Do you know someone with aspergers or HFA? Have they ever freaked out over a joke? Or do they freak out whenever they hear a joke? If the answers are yes, I am not surprised. Joking is an abstract form of self expression combined with stress, anxiety, and anything else that might be a problem. On top of all of that self expression is
Several layers of joking emotions. For the most literal people in the world, It is very hard
to understand this foreign concept, if we understand it at all!!! What I find so interesting about joking is that,we can make joke after joke, but when someone replies to the joke you don’t think they’re joking! Yes, it is very one sided and no we aren’t trying to be difficult are brains just process everything as absolutes and literals. When you verbalize words in a certain way, they should always mean the same thing, or that is what one on the autism spectrum would think. Trying to read facial expressions, eye movement, hand gestures, and words to know what those words actually mean is a hard and tiring process. The easiest form of joking that I understand and a few others I’ve met that isn’t literal joking, is very strong sarcasm. I mean, so sarcastic that anyone who doesn’t have aspergers, P.D.D or HFA would think that the joke was completely obvious and the sarcasm was over the top. Not to us. We sometimes still have trouble with those jokes.

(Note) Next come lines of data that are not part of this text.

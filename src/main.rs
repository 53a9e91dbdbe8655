//! Headless Quoridor self-play
//!
//! Usage: quoridor-selfplay [--config match.json] [--games N] [--p0 easy] [--p1 hard] [-v]

use std::path::PathBuf;

use anyhow::{bail, Context, Result};
use clap::Parser;
use tracing::info;

use quoridor_engine::types::Difficulty;
use xfquoridor::core::{init_tracing, load_config, read_config, SeatConfig};
use xfquoridor::game::{GameSession, MatchOutcome};

/// Play AI-vs-AI Quoridor games and print a summary
#[derive(Parser, Debug)]
#[command(name = "quoridor-selfplay")]
#[command(about = "Run AI-vs-AI Quoridor games", long_about = None)]
struct Args {
    /// Match config JSON; missing or invalid files fall back to defaults
    #[arg(long)]
    config: Option<PathBuf>,

    /// Fail instead of falling back when the config file cannot be used
    #[arg(long, requires = "config")]
    strict: bool,

    /// Number of games to play
    #[arg(long)]
    games: Option<usize>,

    /// Difficulty for player 0
    #[arg(long)]
    p0: Option<Difficulty>,

    /// Difficulty for player 1
    #[arg(long)]
    p1: Option<Difficulty>,

    /// Base random seed for reproducible runs
    #[arg(long)]
    seed: Option<u64>,

    /// Turn cap per game before it is called a draw
    #[arg(long)]
    max_turns: Option<usize>,

    /// Print the final board of every game
    #[arg(long)]
    show_board: bool,

    /// Increase log verbosity (-v debug, -vv trace)
    #[arg(short, long, action = clap::ArgAction::Count)]
    verbose: u8,
}

fn main() -> Result<()> {
    let args = Args::parse();
    init_tracing(args.verbose);

    let mut config = match (&args.config, args.strict) {
        (Some(path), true) => read_config(path)
            .with_context(|| format!("failed to load config {}", path.display()))?,
        (Some(path), false) => load_config(path),
        (None, _) => Default::default(),
    };

    if let Some(games) = args.games {
        config.games = games;
    }
    if let Some(seed) = args.seed {
        config.seed = Some(seed);
    }
    if let Some(max_turns) = args.max_turns {
        config.max_turns = max_turns;
    }
    for (player, difficulty) in [args.p0, args.p1].into_iter().enumerate() {
        if let Some(difficulty) = difficulty {
            config.seats[player] = SeatConfig::Ai { difficulty };
        }
    }
    config.validate().context("invalid match settings")?;

    if !config.seats.iter().all(SeatConfig::is_ai) {
        bail!("self-play needs both seats AI-controlled");
    }

    info!(
        "[SELFPLAY] Playing {} game(s): {:?} vs {:?}",
        config.games, config.seats[0], config.seats[1]
    );

    let mut outcomes = Vec::with_capacity(config.games);
    for game_index in 0..config.games {
        let mut session = GameSession::from_config(&config, game_index);
        let outcome = session
            .run_to_completion()
            .with_context(|| format!("game {} aborted", game_index + 1))?;

        println!(
            "game {:>3}: {} in {} turns (walls {}/{}, stuck {}, fallbacks {})",
            game_index + 1,
            describe_winner(&outcome),
            outcome.turns,
            outcome.walls_placed[0],
            outcome.walls_placed[1],
            outcome.stuck_recoveries,
            outcome.fallbacks
        );
        if args.show_board {
            println!("{}\n", session.state());
        }
        outcomes.push(outcome);
    }

    print_summary(&outcomes);
    Ok(())
}

fn describe_winner(outcome: &MatchOutcome) -> String {
    match outcome.winner {
        Some(player) => format!("player {} wins", player),
        None => "draw".to_string(),
    }
}

fn print_summary(outcomes: &[MatchOutcome]) {
    let wins = [0, 1].map(|player| {
        outcomes
            .iter()
            .filter(|o| o.winner == Some(player))
            .count()
    });
    let draws = outcomes.iter().filter(|o| o.is_draw()).count();
    let turns: usize = outcomes.iter().map(|o| o.turns).sum();
    let average = if outcomes.is_empty() {
        0.0
    } else {
        turns as f64 / outcomes.len() as f64
    };

    println!(
        "\nP0 wins: {} | P1 wins: {} | draws: {} | avg turns: {:.1}",
        wins[0], wins[1], draws, average
    );
}
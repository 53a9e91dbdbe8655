//! Game lifecycle management
//!
//! Functions for creating a game and for the one out-of-band transition the
//! engine exposes.

use crate::constants::*;
use crate::types::*;

/// Create a new game with both pawns on their start rows
///
/// Player 0 starts on `(4, 0)`, player 1 on `(4, 8)`, ten walls each, no
/// walls placed, player 0 to move.
pub fn create_initial_state() -> GameState {
    let player = |index: PlayerIndex| {
        let (x, z) = START_POSITIONS[index];
        Player {
            position: Position::new(x, z),
            walls_left: WALLS_PER_PLAYER,
        }
    };

    GameState {
        players: [player(0), player(1)],
        current_player: 0,
        walls: Vec::new(),
        wall_owners: Vec::new(),
        winner: None,
    }
}

/// Hand the turn to the other player without an action
///
/// Only meant for recovering from a stuck AI: the caller surfaces the stuck
/// signal and forces the turn over. A finished game is returned unchanged.
pub fn force_turn_change(state: &GameState) -> GameState {
    if state.is_finished() {
        return state.clone();
    }

    GameState {
        current_player: opponent(state.current_player),
        ..state.clone()
    }
}
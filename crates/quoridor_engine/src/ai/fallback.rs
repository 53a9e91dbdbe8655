//! Emergency fallback
//!
//! Substitutes for a failed tier: a uniformly random legal move, else a
//! random legal wall found by bounded sampling, else nothing. Nothing here
//! consults a heuristic, so it cannot fail the way a tier can.

use crate::constants::FALLBACK_WALL_ATTEMPTS;
use crate::move_gen::get_valid_moves;
use crate::types::*;
use crate::wall_gen::sample_valid_walls;
use rand::seq::IndexedRandom;
use rand::Rng;

/// Pick any legal action for the player to move
///
/// Returns `None` only when the player has neither a legal move nor a wall
/// that sampling could find.
pub fn emergency_action<R: Rng + ?Sized>(state: &GameState, rng: &mut R) -> Option<Action> {
    let moves = get_valid_moves(state.current_player, state);
    if let Some(&to) = moves.choose(rng) {
        return Some(Action::Move(to));
    }

    sample_valid_walls(state, 1, FALLBACK_WALL_ATTEMPTS, rng)
        .first()
        .map(|&wall| Action::Wall(wall))
}

#[cfg(test)]
mod tests {
    use super::*;
    use crate::api::{create_initial_state, is_legal_action};
    use rand::rngs::StdRng;
    use rand::SeedableRng;

    #[test]
    fn test_fallback_prefers_a_legal_move() {
        let state = create_initial_state();
        let mut rng = StdRng::seed_from_u64(21);
        for _ in 0..20 {
            let action = emergency_action(&state, &mut rng).unwrap();
            assert!(matches!(action, Action::Move(_)));
            assert!(is_legal_action(&state, &action));
        }
    }

    #[test]
    fn test_fallback_gives_up_when_boxed_in() {
        //! A hand-built corner box: no move, and no wall keeps both goals reachable
        let mut state = create_initial_state();
        state.players[0].position = Position::new(0, 0);
        state.walls = vec![Wall::horizontal(0, 0), Wall::vertical(0, 0)];
        state.wall_owners = vec![1, 1];
        let mut rng = StdRng::seed_from_u64(3);
        assert!(get_valid_moves(0, &state).is_empty());
        assert_eq!(emergency_action(&state, &mut rng), None);
    }
}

The only jokes that make complete sense are literal jokes. What is a literal joke? It is when someone says something, you interpet it in the most literal way and then reply sarcastically. Most people see it as either someone who isn’t good at jokes or a smart aleck.
I hope I remember to write an entire blog post on how to learn jokes. I had a teacher who spent six months saying the same joke with the same facial expressions everyday, until I understood it as a joke instead of freaking out. Man, that teacher was so happy when I came back with a joking retort.
I apologize for any grammar errors, I write all of these posts from my phone. I do my best to proofread them, but I am sure mistakes have slipped through. Feel free to leave jokes, comments on autism joking or lack thereof, and as always any additional questions, which I will do my best to answer.